Remembering Gentle Giant’s Raymond Shulman

The British prog rock legend was 73

Raymond Shulman of Gentle Giant (Image: Facebook)

Legendary British musician and producer Raymond Shulman passed away on March 30th after a lengthy illness.

Shulman was 73 years old and is survived by his wife, Barbara Tanner, and his older brothers, Derek and Phil Shulman, with whom he founded the 1970s-era prog-rock band Gentle Giant. Shulman’s death was confirmed by the band on their social media accounts.

Raymond Shulman was born in Portsmouth, in South England, to a musical family. His father was a trumpet player in a jazz band, and young Ray picked up on the instrument at an early age. He went on to learn violin and guitar and was slated to join the National Youth Orchestra of Great Britain when his older brother Derek enlisted him into his band, Simon Dupree and the Big Sound. Signed to EMI’s Parlophone Records imprint, they were pushed by the label away from their preferred R&B-tinged “blue eyed soul” sound towards psychedelic pop, and scored a Top 10 hit on the U.K. singles chart in 1967 with the song “Kites.” They released a studio album, Without Reservations, later that year and would call upon the talents of a then-unknown keyboard wizard named Reginald Dwight (later known as Elton John) for a tour of Scotland.

 

 

Disenchanted by the pop-rock musical straitjacket they were being forced into, the brothers Shulman broke up Simon Dupree and the Big Sound in 1969 and went in an entirely different creative direction, bringing in oldest brother Phil (who had been Simon Dupree’s manager) and forming prog-rock pioneers Gentle Giant. In a 1975 interview with Zig Zag magazine’s Paul Weir, Ray Shulman said “we knew we couldn’t continue with the musicians we’d had before. We weren’t interested in the other musicians in the band – they couldn’t contribute anything. We had to teach them what to do…it got stupid having a band like (that). The first thing was to get some musicians of a higher standard.” 
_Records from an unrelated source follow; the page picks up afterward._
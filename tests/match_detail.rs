mod common;

use std::cell::RefCell;
use std::rc::Rc;
use std::sync::atomic::AtomicBool;
use std::time::Duration;

use common::{FakeTransport, read_fixture};
use league_standings::fetch::{RetryPolicy, SourceFetcher};
use league_standings::match_detail::{
    DetailEndpoints, DetailSettings, DetailSummary, MatchDetail, fetch_match_detail,
    parse_analysis_page, parse_schedule_score,
};
use league_standings::pipeline::Crawler;
use league_standings::store::{SqliteStore, StandingsStore, load_match_detail};
use league_standings::task::SourceConfig;

const PAGE: &str = "http://zq.example.com/cn/League/2025/36.html";
const FEED: &str = "http://zq.example.com/jsData/matchResult/2025/s36.js";
const SCHEDULE: &str = "http://zq.example.com/default/getScheduleInfo";

fn endpoints() -> DetailEndpoints {
    DetailEndpoints {
        analysis_base: "http://zq.example.com/analysis/".to_string(),
        schedule_info_url: SCHEDULE.to_string(),
    }
}

fn analysis(match_id: i64) -> String {
    endpoints().analysis_url(match_id)
}

fn single_task() -> SourceConfig {
    SourceConfig {
        task_id: 1,
        label: "Test League".to_string(),
        primary_url: PAGE.to_string(),
        secondary_url: None,
        competition_format: "single".to_string(),
        division_rule: None,
    }
}

#[test]
fn analysis_page_fields() {
    let detail = parse_analysis_page(&read_fixture("analysis_page.html"), 9001).unwrap();
    assert_eq!(
        detail,
        MatchDetail {
            match_id: 9001,
            league_name: "测试联赛".to_string(),
            game_date: "2025-03-01".to_string(),
            game_time: "15:00".to_string(),
            home_name: "Harbor City".to_string(),
            away_name: "Ashford".to_string(),
            home_code: "101".to_string(),
            away_code: "102".to_string(),
            home_score: "0".to_string(),
            away_score: "0".to_string(),
        }
    );
}

#[test]
fn page_without_club_names_is_rejected() {
    let html = "<script>var strTime = '2025-03-01 15:00';</script><div class=\"vs\"></div>";
    let err = parse_analysis_page(html, 42).unwrap_err();
    assert_eq!(err.kind(), "detail_parse");
    assert!(err.to_string().contains("home team"));

    let err = parse_analysis_page("<html></html>", 42).unwrap_err();
    assert!(err.to_string().contains("kickoff"));
}

#[test]
fn schedule_score_payload() {
    assert_eq!(
        parse_schedule_score("var scheduleInfo=9001,2,1,-1;"),
        Some(("2".to_string(), "1".to_string()))
    );
    assert_eq!(parse_schedule_score("var scheduleInfo=9001;"), None);
    assert_eq!(parse_schedule_score(""), None);
}

#[test]
fn score_lookup_failure_keeps_default_score() {
    let transport = FakeTransport::default();
    transport
        .respond(&analysis(9001), 200, &read_fixture("analysis_page.html"))
        .respond(SCHEDULE, 500, "");
    let fetcher = SourceFetcher::new(transport.clone(), RetryPolicy::new(1, 0.0, 0.0));

    let detail = fetch_match_detail(&fetcher, &endpoints(), 9001).unwrap();
    assert_eq!((detail.home_score.as_str(), detail.away_score.as_str()), ("0", "0"));

    let calls = transport.calls();
    assert_eq!(calls[1].0, SCHEDULE);
    assert!(calls[1].1.contains(&("sid".to_string(), "9001".to_string())));
    assert!(calls[1].1.iter().any(|(k, _)| k == "t"));
}

#[test]
fn detail_pass_skips_stored_matches() {
    let transport = FakeTransport::default();
    let page = read_fixture("analysis_page.html");
    transport
        .respond(PAGE, 200, &read_fixture("league_page.html"))
        .respond(FEED, 200, &read_fixture("stage_a_feed.js"))
        .respond(&analysis(9001), 200, &page)
        .respond(&analysis(9002), 200, "<html>maintenance</html>")
        .respond(&analysis(9004), 200, &page)
        .respond(SCHEDULE, 200, "var scheduleInfo=0,3,1,-1;");

    let pauses = Rc::new(RefCell::new(Vec::new()));
    let recorded = Rc::clone(&pauses);
    let fetcher = SourceFetcher::new(transport.clone(), RetryPolicy::new(1, 0.0, 0.0))
        .with_pause(move |d| recorded.borrow_mut().push(d));
    let crawler = Crawler::new(fetcher).with_match_details(DetailSettings {
        endpoints: endpoints(),
        delay: Duration::from_millis(250),
    });

    let dir = tempfile::tempdir().unwrap();
    let mut store = SqliteStore::open(&dir.path().join("standings.sqlite")).unwrap();
    let cancel = AtomicBool::new(false);

    // 9001..9004 are the decodable fixtures; 9003 has no analysis page.
    let report = crawler.run_batch(&[single_task()], &mut store, &cancel, |_| {});
    assert_eq!(report.succeeded, 1);
    assert_eq!(
        report.match_details,
        DetailSummary {
            saved: 2,
            already_stored: 0,
            failed: 2
        }
    );
    assert_eq!(*pauses.borrow(), vec![Duration::from_millis(250); 4]);

    let stored = load_match_detail(store.conn(), 9001).unwrap().unwrap();
    assert_eq!(stored.home_name, "Harbor City");
    assert_eq!((stored.home_score.as_str(), stored.away_score.as_str()), ("3", "1"));
    assert!(load_match_detail(store.conn(), 9003).unwrap().is_none());

    let report = crawler.run_batch(&[single_task()], &mut store, &cancel, |_| {});
    assert_eq!(
        report.match_details,
        DetailSummary {
            saved: 0,
            already_stored: 2,
            failed: 2
        }
    );
    assert_eq!(transport.calls_to(&analysis(9001)), 1);
    assert_eq!(transport.calls_to(&analysis(9003)), 2);
}

#[test]
fn detail_pass_is_off_by_default() {
    let transport = FakeTransport::default();
    transport
        .respond(PAGE, 200, &read_fixture("league_page.html"))
        .respond(FEED, 200, &read_fixture("stage_a_feed.js"));
    let crawler = Crawler::new(SourceFetcher::new(transport.clone(), RetryPolicy::new(1, 0.0, 0.0)));
    let dir = tempfile::tempdir().unwrap();
    let mut store = SqliteStore::open(&dir.path().join("standings.sqlite")).unwrap();

    let report = crawler.run_batch(&[single_task()], &mut store, &AtomicBool::new(false), |_| {});
    assert_eq!(report.match_details, DetailSummary::default());
    assert_eq!(transport.calls().len(), 2);
}

#[test]
fn first_stored_detail_wins() {
    let dir = tempfile::tempdir().unwrap();
    let mut store = SqliteStore::open(&dir.path().join("standings.sqlite")).unwrap();
    let first = parse_analysis_page(&read_fixture("analysis_page.html"), 9001).unwrap();
    let mut second = first.clone();
    second.home_name = "Renamed".to_string();

    assert!(!store.has_match_detail(9001).unwrap());
    assert!(store.save_match_detail(&first).unwrap());
    assert!(!store.save_match_detail(&second).unwrap());
    assert!(store.has_match_detail(9001).unwrap());
    assert_eq!(load_match_detail(store.conn(), 9001).unwrap(), Some(first));
}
To this end, the brothers recruited multi-instrumental talents Gary Green and Kerry Minnear, along with former Simon Dupree drummer Martin Smith, to pursue a more complex and satisfying musical direction. From 1970 through the band’s final tour in 1980, Ray Shulman and keyboardist Minnear wrote or co-wrote much of Gentle Giant’s music, with Shulman contributing guitar, bass, trumpet, percussion and backing vocals to the band’s eleven studio albums, including such landmark works as 1971’s Acquiring the Taste, 1972’s Octopus, and 1975’s Free Hand. With Gentle Giant’s bandmembers feeling that they had lost their way musically, the band mutually agreed to break up after a 1980 tour in support of their final album, Civilian. Sadly, the band never enjoyed a level of commercial success to match their critical acclaim.

 

VIDEO: Gentle Giant 1980 Civilian Tour clips 

After Gentle Giant’s break-up, Shulman began writing music for TV commercials, most notably for Nike Air Jordan and Budweiser, before moving into record production. He produced The Sugarcubes’ Platinum-selling 1988 album Life’s Too Good, as well as albums by The Sundays (1990’s Reading, Writing and Arithmetic), former Echo & the Bunnymen singer Ian McCulloch (1992’s Mysterio), The Trash Can Sinatras (1993’s I’ve Seen Everything), and A.R. Kane (1988’s 69 album, on which he also plays bass), among others. Shulman founded Orinoco Sound Source with partner Tom Astor to provide audio for video games, providing music and dialogue for high-profile projects like Privateer 2: The Darkening and Azrael’s Tears. Shulman also composed the score for the documentary film African Skies, which he co-produced with his nephew Simon King, an award-winning natural history cameraman for the BBC, and Shulman later produced concert videos for bands like Queen and Genesis.

Over the years, the Shulman brothers have steadfastly refused any sort of Gentle Giant reunion, feeling that they’d said all they had to say. Reappraisal of the band’s catalog of music has earned Shulman a well-deserved reputation as a groundbreaking bass guitarist on par with Chris Squire of Yes. Writing for Bass Player Magazine in 1994, columnist Thomas Wictor states that “Ray Shulman certainly qualifies as one of the most creative and innovative bassists ever. He weaves unbelievably complex and confounding lines that draw on medieval, classical, funk, rock, and jazz influences. His attack often sounds like a cross between picking and slapping, adding intensity and power to his already unforgettable licks.”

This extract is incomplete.